EXERCISE
Every entry here needs to be repeated exactly.

(Extracted data entries)
//! GPU detection via platform probe tools.
//!
//! Display adapters are not part of the `sysinfo` surface, so this module
//! shells out to the native tools: `system_profiler` on macOS, `wmic`
//! (with a PowerShell fallback) on Windows, `lspci` on Linux. Detection
//! is best-effort: any failure yields an empty list, never an error.

use hostscope_core::domain::GpuDevice;

/// Detect display adapters on this host.
#[must_use]
pub fn list_gpus() -> Vec<GpuDevice> {
    #[cfg(target_os = "macos")]
    {
        macos::detect()
    }
    #[cfg(target_os = "windows")]
    {
        windows::detect()
    }
    #[cfg(target_os = "linux")]
    {
        linux::detect()
    }
    #[cfg(not(any(target_os = "macos", target_os = "windows", target_os = "linux")))]
    {
        Vec::new()
    }
}

#[cfg(target_os = "macos")]
mod macos {
    use std::process::Command;

    use hostscope_core::domain::GpuDevice;

    pub fn detect() -> Vec<GpuDevice> {
        let Ok(output) = Command::new("system_profiler")
            .args(["SPDisplaysDataType", "-json"])
            .output()
        else {
            return Vec::new();
        };

        if !output.status.success() {
            return Vec::new();
        }

        parse_displays_json(&output.stdout)
    }

    fn parse_displays_json(raw: &[u8]) -> Vec<GpuDevice> {
        let Ok(json) = serde_json::from_slice::<serde_json::Value>(raw) else {
            return Vec::new();
        };

        json.get("SPDisplaysDataType")
            .and_then(|v| v.as_array())
            .map(|displays| {
                displays
                    .iter()
                    .map(|display| GpuDevice {
                        name: display
                            .get("sppci_model")
                            .or_else(|| display.get("_name"))
                            .and_then(|v| v.as_str())
                            .unwrap_or("Unknown GPU")
                            .to_string(),
                        vendor: display
                            .get("sppci_vendor")
                            .or_else(|| display.get("spdisplays_vendor"))
                            .and_then(|v| v.as_str())
                            .unwrap_or("Unknown")
                            .to_string(),
                        vram: display
                            .get("sppci_vram")
                            .or_else(|| display.get("spdisplays_vram"))
                            .and_then(|v| v.as_str())
                            .map(str::to_string),
                    })
                    .collect()
            })
            .unwrap_or_default()
    }

}

#[cfg(target_os = "windows")]
mod windows {
    use std::process::Command;

    use hostscope_core::domain::GpuDevice;

    pub fn detect() -> Vec<GpuDevice> {
        // wmic is present on most installs; PowerShell covers the rest.
        if let Ok(output) = Command::new("wmic")
            .args([
                "path",
                "win32_VideoController",
                "get",
                "Name,AdapterRAM",
                "/format:csv",
            ])
            .output()
        {
            if output.status.success() {
                let gpus = parse_wmic_csv(&String::from_utf8_lossy(&output.stdout));
                if !gpus.is_empty() {
                    return gpus;
                }
            }
        }

        detect_via_powershell()
    }

    fn detect_via_powershell() -> Vec<GpuDevice> {
        let Ok(output) = Command::new("powershell")
            .args([
                "-NoProfile",
                "-Command",
                "Get-CimInstance Win32_VideoController | Select-Object Name, AdapterRAM | ConvertTo-Json",
            ])
            .output()
        else {
            return Vec::new();
        };

        if !output.status.success() {
            return Vec::new();
        }

        parse_powershell_json(&output.stdout)
    }

    // CSV layout: Node,AdapterRAM,Name
    fn parse_wmic_csv(raw: &str) -> Vec<GpuDevice> {
        raw.lines()
            .skip(1)
            .filter_map(|line| {
                let parts: Vec<&str> = line.split(',').collect();
                if parts.len() < 3 {
                    return None;
                }
                let name = parts[2].trim();
                if name.is_empty() || name == "Name" {
                    return None;
                }
                Some(GpuDevice {
                    name: name.to_string(),
                    vendor: "Unknown".to_string(),
                    vram: parts[1].trim().parse::<u64>().ok().and_then(format_vram),
                })
            })
            .collect()
    }

    fn parse_powershell_json(raw: &[u8]) -> Vec<GpuDevice> {
        let Ok(json) = serde_json::from_slice::<serde_json::Value>(raw) else {
            return Vec::new();
        };

        // A single adapter serializes as an object, multiple as an array.
        let items = match json {
            serde_json::Value::Array(items) => items,
            other => vec![other],
        };

        items
            .iter()
            .map(|item| GpuDevice {
                name: item
                    .get("Name")
                    .and_then(|v| v.as_str())
                    .unwrap_or("Unknown GPU")
                    .to_string(),
                vendor: "Unknown".to_string(),
                vram: item
                    .get("AdapterRAM")
                    .and_then(serde_json::Value::as_u64)
                    .and_then(format_vram),
            })
            .collect()
    }

    fn format_vram(bytes: u64) -> Option<String> {
        (bytes > 0).then(|| format!("{} MB", bytes / 1024 / 1024))
    }

    #[cfg(test)]
    mod tests {
        use super::*;

        #[test]
        fn parses_wmic_csv_rows() {
            let raw = "Node,AdapterRAM,Name\r\nDESKTOP,4294967296,NVIDIA GeForce RTX 3060\r\n";
            let gpus = parse_wmic_csv(raw);
            assert_eq!(gpus.len(), 1);
            assert_eq!(gpus[0].name, "NVIDIA GeForce RTX 3060");
            assert_eq!(gpus[0].vram.as_deref(), Some("4096 MB"));
        }

        #[test]
        fn parses_single_powershell_object() {
            let raw = br#"{"Name":"Intel(R) UHD Graphics","AdapterRAM":1073741824}"#;
            let gpus = parse_powershell_json(raw);
            assert_eq!(gpus.len(), 1);
            assert_eq!(gpus[0].vram.as_deref(), Some("1024 MB"));
        }

        #[test]
        fn zero_adapter_ram_is_absent() {
            let raw = br#"[{"Name":"Virtual Display","AdapterRAM":0}]"#;
            let gpus = parse_powershell_json(raw);
            assert!(gpus[0].vram.is_none());
        }
    }
}

#[cfg(target_os = "linux")]
mod linux {
    use std::process::Command;

    use hostscope_core::domain::GpuDevice;

    pub fn detect() -> Vec<GpuDevice> {
        let Ok(output) = Command::new("lspci").output() else {
            return Vec::new();
        };

        if !output.status.success() {
            return Vec::new();
        }

        parse_lspci(&String::from_utf8_lossy(&output.stdout))
    }

    // Typical line:
    // 01:00.0 VGA compatible controller: NVIDIA Corporation GA106 [GeForce RTX 3060] (rev a1)
    fn parse_lspci(raw: &str) -> Vec<GpuDevice> {
        raw.lines()
            .filter_map(|line| {
                let class_and_device = line.split_once(' ').map(|(_, rest)| rest)?;
                let (class, device) = class_and_device.split_once(": ")?;
                if !class.contains("VGA compatible controller") && !class.contains("3D controller")
                {
                    return None;
                }
                let name = device.trim().to_string();
                Some(GpuDevice {
                    vendor: vendor_from_name(&name),
                    name,
                    vram: None,
                })
            })
            .collect()
    }

    fn vendor_from_name(name: &str) -> String {
        let lower = name.to_lowercase();
        for vendor in ["NVIDIA", "AMD", "Intel"] {
            if lower.contains(&vendor.to_lowercase()) {
                return vendor.to_string();
            }
        }
        "Unknown".to_string()
    }

}
//! Port definitions (trait abstractions) for platform capabilities.
//!
//! Ports define the interfaces the core expects from the host platform.
//! They contain no implementation details and use only domain types.
//!
//! # Design Rules
//!
//! - No `sysinfo`/`cpal` types in any signature
//! - One production implementation per port lives in `hostscope-host`
//! - Every query is a pure point-in-time read; nothing is memoized

pub mod device_enumerator;
pub mod host_probe;

pub use device_enumerator::{AudioEnumeratorPort, CameraEnumeratorPort, DeviceError};
pub use host_probe::HostProbePort;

ANSWER TO THIS EXERCISE
//! GPU detection via platform probe tools.
//!
//! Display adapters are not part of the `sysinfo` surface, so this module
//! shells out to the native tools: `system_profiler` on macOS, `wmic`
//! (with a PowerShell fallback) on Windows, `lspci` on Linux. Detection
//! is best-effort: any failure yields an empty list, never an error.

use hostscope_core::domain::GpuDevice;

/// Detect display adapters on this host.
#[must_use]
pub fn list_gpus() -> Vec<GpuDevice> {
    #[cfg(target_os = "macos")]
    {
        macos::detect()
    }
    #[cfg(target_os = "windows")]
    {
        windows::detect()
    }
    #[cfg(target_os = "linux")]
    {
        linux::detect()
    }
    #[cfg(not(any(target_os = "macos", target_os = "windows", target_os = "linux")))]
    {
        Vec::new()
    }
}

#[cfg(target_os = "macos")]
mod macos {
    use std::process::Command;

    use hostscope_core::domain::GpuDevice;

    pub fn detect() -> Vec<GpuDevice> {
        let Ok(output) = Command::new("system_profiler")
            .args(["SPDisplaysDataType", "-json"])
            .output()
        else {
            return Vec::new();
        };

        if !output.status.success() {
            return Vec::new();
        }

        parse_displays_json(&output.stdout)
    }

    fn parse_displays_json(raw: &[u8]) -> Vec<GpuDevice> {
        let Ok(json) = serde_json::from_slice::<serde_json::Value>(raw) else {
            return Vec::new();
        };

        json.get("SPDisplaysDataType")
            .and_then(|v| v.as_array())
            .map(|displays| {
                displays
                    .iter()
                    .map(|display| GpuDevice {
                        name: display
                            .get("sppci_model")
                            .or_else(|| display.get("_name"))
                            .and_then(|v| v.as_str())
                            .unwrap_or("Unknown GPU")
                            .to_string(),
                        vendor: display
                            .get("sppci_vendor")
                            .or_else(|| display.get("spdisplays_vendor"))
                            .and_then(|v| v.as_str())
                            .unwrap_or("Unknown")
                            .to_string(),
                        vram: display
                            .get("sppci_vram")
                            .or_else(|| display.get("spdisplays_vram"))
                            .and_then(|v| v.as_str())
                            .map(str::to_string),
                    })
                    .collect()
            })
            .unwrap_or_default()
    }

}

#[cfg(target_os = "windows")]
mod windows {
    use std::process::Command;

    use hostscope_core::domain::GpuDevice;

    pub fn detect() -> Vec<GpuDevice> {
        // wmic is present on most installs; PowerShell covers the rest.
        if let Ok(output) = Command::new("wmic")
            .args([
                "path",
                "win32_VideoController",
                "get",
                "Name,AdapterRAM",
                "/format:csv",
            ])
            .output()
        {
            if output.status.success() {
                let gpus = parse_wmic_csv(&String::from_utf8_lossy(&output.stdout));
                if !gpus.is_empty() {
                    return gpus;
                }
            }
        }

        detect_via_powershell()
    }

    fn detect_via_powershell() -> Vec<GpuDevice> {
        let Ok(output) = Command::new("powershell")
            .args([
                "-NoProfile",
                "-Command",
                "Get-CimInstance Win32_VideoController | Select-Object Name, AdapterRAM | ConvertTo-Json",
            ])
            .output()
        else {
            return Vec::new();
        };

        if !output.status.success() {
            return Vec::new();
        }

        parse_powershell_json(&output.stdout)
    }

    // CSV layout: Node,AdapterRAM,Name
    fn parse_wmic_csv(raw: &str) -> Vec<GpuDevice> {
        raw.lines()
            .skip(1)
            .filter_map(|line| {
                let parts: Vec<&str> = line.split(',').collect();
                if parts.len() < 3 {
                    return None;
                }
                let name = parts[2].trim();
                if name.is_empty() || name == "Name" {
                    return None;
                }
                Some(GpuDevice {
                    name: name.to_string(),
                    vendor: "Unknown".to_string(),
                    vram: parts[1].trim().parse::<u64>().ok().and_then(format_vram),
                })
            })
            .collect()
    }

    fn parse_powershell_json(raw: &[u8]) -> Vec<GpuDevice> {
        let Ok(json) = serde_json::from_slice::<serde_json::Value>(raw) else {
            return Vec::new();
        };

        // A single adapter serializes as an object, multiple as an array.
        let items = match json {
            serde_json::Value::Array(items) => items,
            other => vec![other],
        };

        items
            .iter()
            .map(|item| GpuDevice {
                name: item
                    .get("Name")
                    .and_then(|v| v.as_str())
                    .unwrap_or("Unknown GPU")
                    .to_string(),
                vendor: "Unknown".to_string(),
                vram: item
                    .get("AdapterRAM")
                    .and_then(serde_json::Value::as_u64)
                    .and_then(format_vram),
            })
            .collect()
    }

    fn format_vram(bytes: u64) -> Option<String> {
        (bytes > 0).then(|| format!("{} MB", bytes / 1024 / 1024))
    }

    #[cfg(test)]
    mod tests {
        use super::*;

        #[test]
        fn parses_wmic_csv_rows() {
            let raw = "Node,AdapterRAM,Name\r\nDESKTOP,4294967296,NVIDIA GeForce RTX 3060\r\n";
            let gpus = parse_wmic_csv(raw);
            assert_eq!(gpus.len(), 1);
            assert_eq!(gpus[0].name, "NVIDIA GeForce RTX 3060");
            assert_eq!(gpus[0].vram.as_deref(), Some("4096 MB"));
        }

        #[test]
        fn parses_single_powershell_object() {
            let raw = br#"{"Name":"Intel(R) UHD Graphics","AdapterRAM":1073741824}"#;
            let gpus = parse_powershell_json(raw);
            assert_eq!(gpus.len(), 1);
            assert_eq!(gpus[0].vram.as_deref(), Some("1024 MB"));
        }

        #[test]
        fn zero_adapter_ram_is_absent() {
            let raw = br#"[{"Name":"Virtual Display","AdapterRAM":0}]"#;
            let gpus = parse_powershell_json(raw);
            assert!(gpus[0].vram.is_none());
        }
    }
}

#[cfg(target_os = "linux")]
mod linux {
    use std::process::Command;

    use hostscope_core::domain::GpuDevice;

    pub fn detect() -> Vec<GpuDevice> {
        let Ok(output) = Command::new("lspci").output() else {
            return Vec::new();
        };

        if !output.status.success() {
            return Vec::new();
        }

        parse_lspci(&String::from_utf8_lossy(&output.stdout))
    }

    // Typical line:
    // 01:00.0 VGA compatible controller: NVIDIA Corporation GA106 [GeForce RTX 3060] (rev a1)
    fn parse_lspci(raw: &str) -> Vec<GpuDevice> {
        raw.lines()
            .filter_map(|line| {
                let class_and_device = line.split_once(' ').map(|(_, rest)| rest)?;
                let (class, device) = class_and_device.split_once(": ")?;
                if !class.contains("VGA compatible controller") && !class.contains("3D controller")
                {
                    return None;
                }
                let name = device.trim().to_string();
                Some(GpuDevice {
                    vendor: vendor_from_name(&name),
                    name,
                    vram: None,
                })
            })
            .collect()
    }

    fn vendor_from_name(name: &str) -> String {
        let lower = name.to_lowercase();
        for vendor in ["NVIDIA", "AMD", "Intel"] {
            if lower.contains(&vendor.to_lowercase()) {
                return vendor.to_string();
            }
        }
        "Unknown".to_string()
    }

}
//! Port definitions (trait abstractions) for platform capabilities.
//!
//! Ports define the interfaces the core expects from the host platform.
//! They contain no implementation details and use only domain types.
//!
//! # Design Rules
//!
//! - No `sysinfo`/`cpal` types in any signature
//! - One production implementation per port lives in `hostscope-host`
//! - Every query is a pure point-in-time read; nothing is memoized

pub mod device_enumerator;
pub mod host_probe;

pub use device_enumerator::{AudioEnumeratorPort, CameraEnumeratorPort, DeviceError};
pub use host_probe::HostProbePort;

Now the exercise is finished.